Whenever a line below mentions the word "What", that line should be copied.

SUPPLIED MATERIAL →
- - - - -
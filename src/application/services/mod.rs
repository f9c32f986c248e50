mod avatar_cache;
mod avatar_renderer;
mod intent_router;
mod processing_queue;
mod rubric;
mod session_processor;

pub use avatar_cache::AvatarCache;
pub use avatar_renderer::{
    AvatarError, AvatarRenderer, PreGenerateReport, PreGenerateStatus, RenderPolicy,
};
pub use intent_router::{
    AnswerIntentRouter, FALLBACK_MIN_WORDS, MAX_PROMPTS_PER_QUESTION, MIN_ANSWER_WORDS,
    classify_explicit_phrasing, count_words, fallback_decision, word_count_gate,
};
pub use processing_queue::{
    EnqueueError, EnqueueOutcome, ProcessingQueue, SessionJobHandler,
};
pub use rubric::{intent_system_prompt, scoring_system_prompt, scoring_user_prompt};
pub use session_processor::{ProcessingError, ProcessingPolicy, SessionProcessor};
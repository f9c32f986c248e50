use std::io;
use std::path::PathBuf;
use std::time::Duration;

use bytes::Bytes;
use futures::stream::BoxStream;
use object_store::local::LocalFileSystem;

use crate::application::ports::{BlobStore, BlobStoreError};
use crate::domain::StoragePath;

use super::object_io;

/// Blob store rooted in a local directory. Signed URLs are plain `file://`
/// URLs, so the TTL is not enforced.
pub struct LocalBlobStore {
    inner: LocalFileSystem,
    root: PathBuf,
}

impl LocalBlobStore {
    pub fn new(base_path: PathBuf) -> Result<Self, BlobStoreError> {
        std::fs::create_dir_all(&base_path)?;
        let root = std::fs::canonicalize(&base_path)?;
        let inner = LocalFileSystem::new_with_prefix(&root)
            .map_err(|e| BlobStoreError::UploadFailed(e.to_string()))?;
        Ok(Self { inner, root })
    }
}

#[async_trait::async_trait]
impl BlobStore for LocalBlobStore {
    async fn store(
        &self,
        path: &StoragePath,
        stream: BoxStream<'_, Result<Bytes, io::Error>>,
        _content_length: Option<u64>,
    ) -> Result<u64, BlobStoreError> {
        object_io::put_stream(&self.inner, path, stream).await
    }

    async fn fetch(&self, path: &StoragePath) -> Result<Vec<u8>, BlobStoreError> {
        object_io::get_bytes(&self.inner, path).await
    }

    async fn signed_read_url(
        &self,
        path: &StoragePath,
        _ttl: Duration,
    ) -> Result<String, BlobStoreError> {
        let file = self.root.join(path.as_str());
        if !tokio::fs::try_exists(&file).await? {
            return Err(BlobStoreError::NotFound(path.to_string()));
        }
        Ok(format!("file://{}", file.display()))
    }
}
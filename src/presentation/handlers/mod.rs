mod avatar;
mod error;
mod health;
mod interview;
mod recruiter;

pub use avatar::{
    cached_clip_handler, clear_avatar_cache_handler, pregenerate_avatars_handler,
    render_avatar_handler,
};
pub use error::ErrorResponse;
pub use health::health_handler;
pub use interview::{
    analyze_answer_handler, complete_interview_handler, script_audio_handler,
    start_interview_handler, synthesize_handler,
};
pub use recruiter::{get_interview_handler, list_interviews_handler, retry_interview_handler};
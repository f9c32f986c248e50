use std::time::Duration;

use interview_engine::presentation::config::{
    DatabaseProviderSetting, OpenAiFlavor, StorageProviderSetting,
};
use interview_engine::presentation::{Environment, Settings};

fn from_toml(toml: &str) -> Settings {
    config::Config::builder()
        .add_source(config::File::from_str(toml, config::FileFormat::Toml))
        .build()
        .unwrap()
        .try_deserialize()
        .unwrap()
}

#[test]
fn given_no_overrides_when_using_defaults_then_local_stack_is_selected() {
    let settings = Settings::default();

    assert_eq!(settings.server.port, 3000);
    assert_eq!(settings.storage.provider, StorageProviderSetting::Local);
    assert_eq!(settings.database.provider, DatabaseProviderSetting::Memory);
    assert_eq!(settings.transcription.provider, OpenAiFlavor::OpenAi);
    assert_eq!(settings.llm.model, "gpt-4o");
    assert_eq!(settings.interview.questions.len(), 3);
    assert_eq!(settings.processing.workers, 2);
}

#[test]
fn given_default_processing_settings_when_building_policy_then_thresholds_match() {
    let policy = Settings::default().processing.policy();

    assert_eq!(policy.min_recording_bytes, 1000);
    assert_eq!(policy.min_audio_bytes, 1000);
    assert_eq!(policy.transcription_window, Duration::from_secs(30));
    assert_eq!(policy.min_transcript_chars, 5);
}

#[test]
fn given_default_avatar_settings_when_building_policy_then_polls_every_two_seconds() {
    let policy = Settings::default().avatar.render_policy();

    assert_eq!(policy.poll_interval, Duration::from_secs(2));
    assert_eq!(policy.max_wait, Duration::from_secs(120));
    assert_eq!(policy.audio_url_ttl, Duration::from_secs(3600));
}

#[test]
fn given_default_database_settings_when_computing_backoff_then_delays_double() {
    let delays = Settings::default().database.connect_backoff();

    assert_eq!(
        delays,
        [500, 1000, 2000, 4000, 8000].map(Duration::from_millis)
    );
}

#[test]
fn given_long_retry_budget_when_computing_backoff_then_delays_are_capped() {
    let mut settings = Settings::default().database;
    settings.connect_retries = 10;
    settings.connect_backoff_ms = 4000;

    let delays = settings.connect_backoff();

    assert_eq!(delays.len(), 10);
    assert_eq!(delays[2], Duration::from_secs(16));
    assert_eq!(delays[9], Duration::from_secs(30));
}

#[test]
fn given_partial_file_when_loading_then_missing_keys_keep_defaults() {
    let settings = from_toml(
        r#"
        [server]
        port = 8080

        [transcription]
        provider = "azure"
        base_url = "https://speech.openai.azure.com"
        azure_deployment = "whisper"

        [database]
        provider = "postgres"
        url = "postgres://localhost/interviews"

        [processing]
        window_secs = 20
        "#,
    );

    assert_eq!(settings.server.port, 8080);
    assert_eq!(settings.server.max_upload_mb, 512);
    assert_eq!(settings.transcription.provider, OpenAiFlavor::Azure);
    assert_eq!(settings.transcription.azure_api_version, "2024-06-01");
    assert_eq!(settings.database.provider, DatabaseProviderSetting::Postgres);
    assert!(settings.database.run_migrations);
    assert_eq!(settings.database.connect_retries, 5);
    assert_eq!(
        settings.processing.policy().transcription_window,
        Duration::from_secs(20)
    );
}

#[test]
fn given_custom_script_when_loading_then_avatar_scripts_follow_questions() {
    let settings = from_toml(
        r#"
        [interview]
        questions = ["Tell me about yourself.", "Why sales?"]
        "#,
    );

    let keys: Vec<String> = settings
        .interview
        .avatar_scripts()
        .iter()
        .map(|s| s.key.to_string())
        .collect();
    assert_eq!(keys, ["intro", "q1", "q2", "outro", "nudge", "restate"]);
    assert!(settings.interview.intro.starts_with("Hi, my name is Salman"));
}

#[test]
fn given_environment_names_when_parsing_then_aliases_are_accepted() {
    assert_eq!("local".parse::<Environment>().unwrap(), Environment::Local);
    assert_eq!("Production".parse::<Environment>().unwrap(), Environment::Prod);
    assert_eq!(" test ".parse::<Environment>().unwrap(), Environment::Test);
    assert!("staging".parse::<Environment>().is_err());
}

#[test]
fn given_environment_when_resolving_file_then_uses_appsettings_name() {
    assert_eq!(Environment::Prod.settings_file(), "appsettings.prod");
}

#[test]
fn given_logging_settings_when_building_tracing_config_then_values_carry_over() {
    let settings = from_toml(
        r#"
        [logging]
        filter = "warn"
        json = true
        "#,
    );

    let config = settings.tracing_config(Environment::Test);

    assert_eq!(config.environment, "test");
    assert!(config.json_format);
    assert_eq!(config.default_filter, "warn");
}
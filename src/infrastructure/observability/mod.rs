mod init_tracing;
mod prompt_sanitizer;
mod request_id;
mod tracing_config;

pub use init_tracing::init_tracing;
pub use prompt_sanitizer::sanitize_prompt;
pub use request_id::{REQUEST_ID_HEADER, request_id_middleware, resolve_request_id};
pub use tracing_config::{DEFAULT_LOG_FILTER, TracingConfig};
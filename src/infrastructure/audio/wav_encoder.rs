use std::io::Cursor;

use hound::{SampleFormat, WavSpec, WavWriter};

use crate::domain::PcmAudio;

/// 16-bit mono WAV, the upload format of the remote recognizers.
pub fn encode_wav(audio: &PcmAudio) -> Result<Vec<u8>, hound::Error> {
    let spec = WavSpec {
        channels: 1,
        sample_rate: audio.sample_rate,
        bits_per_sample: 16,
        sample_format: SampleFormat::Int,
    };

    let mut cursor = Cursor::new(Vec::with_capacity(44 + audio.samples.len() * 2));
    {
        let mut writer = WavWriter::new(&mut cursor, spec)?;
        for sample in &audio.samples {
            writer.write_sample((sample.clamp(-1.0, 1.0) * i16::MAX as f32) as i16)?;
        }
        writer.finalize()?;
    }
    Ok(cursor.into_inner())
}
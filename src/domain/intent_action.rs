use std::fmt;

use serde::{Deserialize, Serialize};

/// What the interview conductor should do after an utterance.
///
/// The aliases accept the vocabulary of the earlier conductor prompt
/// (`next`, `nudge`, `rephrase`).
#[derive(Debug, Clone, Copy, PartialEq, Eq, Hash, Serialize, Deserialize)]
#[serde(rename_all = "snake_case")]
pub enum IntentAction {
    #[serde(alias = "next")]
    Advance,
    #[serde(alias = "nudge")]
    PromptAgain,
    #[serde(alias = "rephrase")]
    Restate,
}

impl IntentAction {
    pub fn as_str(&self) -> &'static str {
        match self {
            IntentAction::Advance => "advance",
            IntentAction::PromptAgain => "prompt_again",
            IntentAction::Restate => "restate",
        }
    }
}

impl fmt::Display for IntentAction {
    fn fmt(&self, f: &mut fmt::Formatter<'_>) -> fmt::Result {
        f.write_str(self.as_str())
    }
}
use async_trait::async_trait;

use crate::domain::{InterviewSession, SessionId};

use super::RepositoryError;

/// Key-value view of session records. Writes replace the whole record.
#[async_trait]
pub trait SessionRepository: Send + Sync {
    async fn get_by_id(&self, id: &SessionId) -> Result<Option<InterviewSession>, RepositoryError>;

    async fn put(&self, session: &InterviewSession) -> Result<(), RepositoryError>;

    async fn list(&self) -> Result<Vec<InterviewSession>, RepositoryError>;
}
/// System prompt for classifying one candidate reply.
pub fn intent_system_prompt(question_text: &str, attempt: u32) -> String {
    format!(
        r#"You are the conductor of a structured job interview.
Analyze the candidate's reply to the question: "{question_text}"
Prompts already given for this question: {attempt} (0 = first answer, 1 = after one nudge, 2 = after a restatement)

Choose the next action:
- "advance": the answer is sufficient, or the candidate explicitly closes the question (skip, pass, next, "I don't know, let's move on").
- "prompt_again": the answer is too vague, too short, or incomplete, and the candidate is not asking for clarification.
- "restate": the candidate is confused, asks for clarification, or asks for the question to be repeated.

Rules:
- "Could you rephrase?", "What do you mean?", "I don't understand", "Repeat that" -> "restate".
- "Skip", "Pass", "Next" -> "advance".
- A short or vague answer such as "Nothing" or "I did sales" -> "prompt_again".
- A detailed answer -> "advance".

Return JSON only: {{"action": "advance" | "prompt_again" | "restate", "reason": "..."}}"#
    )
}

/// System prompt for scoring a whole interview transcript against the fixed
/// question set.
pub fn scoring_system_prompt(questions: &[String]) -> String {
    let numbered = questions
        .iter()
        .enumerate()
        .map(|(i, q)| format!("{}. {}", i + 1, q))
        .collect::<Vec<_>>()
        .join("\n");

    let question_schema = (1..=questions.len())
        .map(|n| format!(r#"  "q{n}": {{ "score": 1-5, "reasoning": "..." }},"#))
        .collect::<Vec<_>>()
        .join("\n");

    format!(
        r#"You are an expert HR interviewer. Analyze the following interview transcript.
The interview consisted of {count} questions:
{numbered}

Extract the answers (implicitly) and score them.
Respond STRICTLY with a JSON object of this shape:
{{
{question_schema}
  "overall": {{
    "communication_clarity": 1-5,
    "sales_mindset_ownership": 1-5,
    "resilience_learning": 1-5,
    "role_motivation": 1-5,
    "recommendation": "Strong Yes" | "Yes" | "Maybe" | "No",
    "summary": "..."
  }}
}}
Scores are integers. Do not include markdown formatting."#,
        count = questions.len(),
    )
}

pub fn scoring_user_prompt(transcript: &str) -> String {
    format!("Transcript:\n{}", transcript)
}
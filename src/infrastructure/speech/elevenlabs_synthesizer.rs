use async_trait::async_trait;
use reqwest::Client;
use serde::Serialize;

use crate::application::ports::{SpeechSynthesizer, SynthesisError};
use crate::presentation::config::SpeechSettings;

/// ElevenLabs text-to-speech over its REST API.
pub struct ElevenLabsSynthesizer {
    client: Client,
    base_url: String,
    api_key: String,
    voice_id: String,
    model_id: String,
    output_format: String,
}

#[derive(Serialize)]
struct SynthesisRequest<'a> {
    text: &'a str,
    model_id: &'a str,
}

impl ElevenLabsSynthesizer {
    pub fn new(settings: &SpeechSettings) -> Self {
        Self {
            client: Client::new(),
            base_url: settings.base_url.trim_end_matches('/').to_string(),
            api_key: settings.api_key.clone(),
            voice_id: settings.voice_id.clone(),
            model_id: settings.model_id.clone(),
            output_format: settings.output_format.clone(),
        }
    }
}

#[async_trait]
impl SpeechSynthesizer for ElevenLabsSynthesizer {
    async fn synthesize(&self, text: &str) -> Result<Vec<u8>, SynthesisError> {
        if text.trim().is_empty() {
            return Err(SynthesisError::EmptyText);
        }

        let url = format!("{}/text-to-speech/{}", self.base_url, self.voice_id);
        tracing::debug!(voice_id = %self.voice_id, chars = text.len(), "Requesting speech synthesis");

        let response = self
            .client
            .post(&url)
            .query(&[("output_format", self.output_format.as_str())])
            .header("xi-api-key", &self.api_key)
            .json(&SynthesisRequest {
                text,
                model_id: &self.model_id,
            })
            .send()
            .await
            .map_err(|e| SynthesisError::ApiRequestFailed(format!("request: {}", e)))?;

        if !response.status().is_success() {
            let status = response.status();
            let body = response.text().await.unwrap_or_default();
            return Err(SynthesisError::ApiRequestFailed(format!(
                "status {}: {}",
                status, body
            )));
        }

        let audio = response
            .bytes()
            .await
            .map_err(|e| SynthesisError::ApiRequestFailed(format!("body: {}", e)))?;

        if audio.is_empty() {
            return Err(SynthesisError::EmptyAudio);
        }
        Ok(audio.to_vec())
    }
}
- - - - -
TASK RESULT →
/// What the interview conductor should do after an utterance.
- "Could you rephrase?", "What do you mean?", "I don't understand", "Repeat that" -> "restate".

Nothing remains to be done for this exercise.